WHAT THE TASK ASKS: Word for word, retype the first line of the records and every following line through the one containing "users::register_user(&state.store, &state.auth, req).await?;".

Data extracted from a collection
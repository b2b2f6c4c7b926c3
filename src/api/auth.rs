use super::{data, DataResponse, Json};
use crate::{
    auth::ExtractAuth,
    error::AppResult,
    models::{RegisterUser, UserProfile},
    service::users::{self, AuthResponse, Credentials},
    AppState,
};
use axum::{
    http::StatusCode,
    routing::{get, post},
    Extension, Router,
};

async fn register(
    Extension(state): Extension<AppState>,
    Json(req): Json<RegisterUser>,
) -> AppResult<(StatusCode, Json<DataResponse<AuthResponse>>)> {
    let session = users::register_user(&state.store, &state.auth, req).await?;
    Ok((StatusCode::CREATED, data(session)))
}

async fn login(
    Extension(state): Extension<AppState>,
    Json(req): Json<Credentials>,
) -> AppResult<Json<DataResponse<AuthResponse>>> {
    Ok(data(users::login(&state.store, &state.auth, req).await?))
}

async fn me(
    Extension(state): Extension<AppState>,
    ExtractAuth(principal): ExtractAuth,
) -> AppResult<Json<DataResponse<UserProfile>>> {
    Ok(data(users::current_user(&state.store, &principal).await?))
}

pub fn app() -> Router {
    Router::new()
        .route("/register", post(register))
        .route("/login", post(login))
        .route("/me", get(me))
}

TASK ANSWER:
repository b2b2f6c4c7b926c3
filename src/api/auth.rs
use super::{data, DataResponse, Json};
use crate::{
    auth::ExtractAuth,
    error::AppResult,
    models::{RegisterUser, UserProfile},
    service::users::{self, AuthResponse, Credentials},
    AppState,
};
use axum::{
    http::StatusCode,
    routing::{get, post},
    Extension, Router,
};

async fn register(
    Extension(state): Extension<AppState>,
    Json(req): Json<RegisterUser>,
) -> AppResult<(StatusCode, Json<DataResponse<AuthResponse>>)> {
    let session = users::register_user(&state.store, &state.auth, req).await?;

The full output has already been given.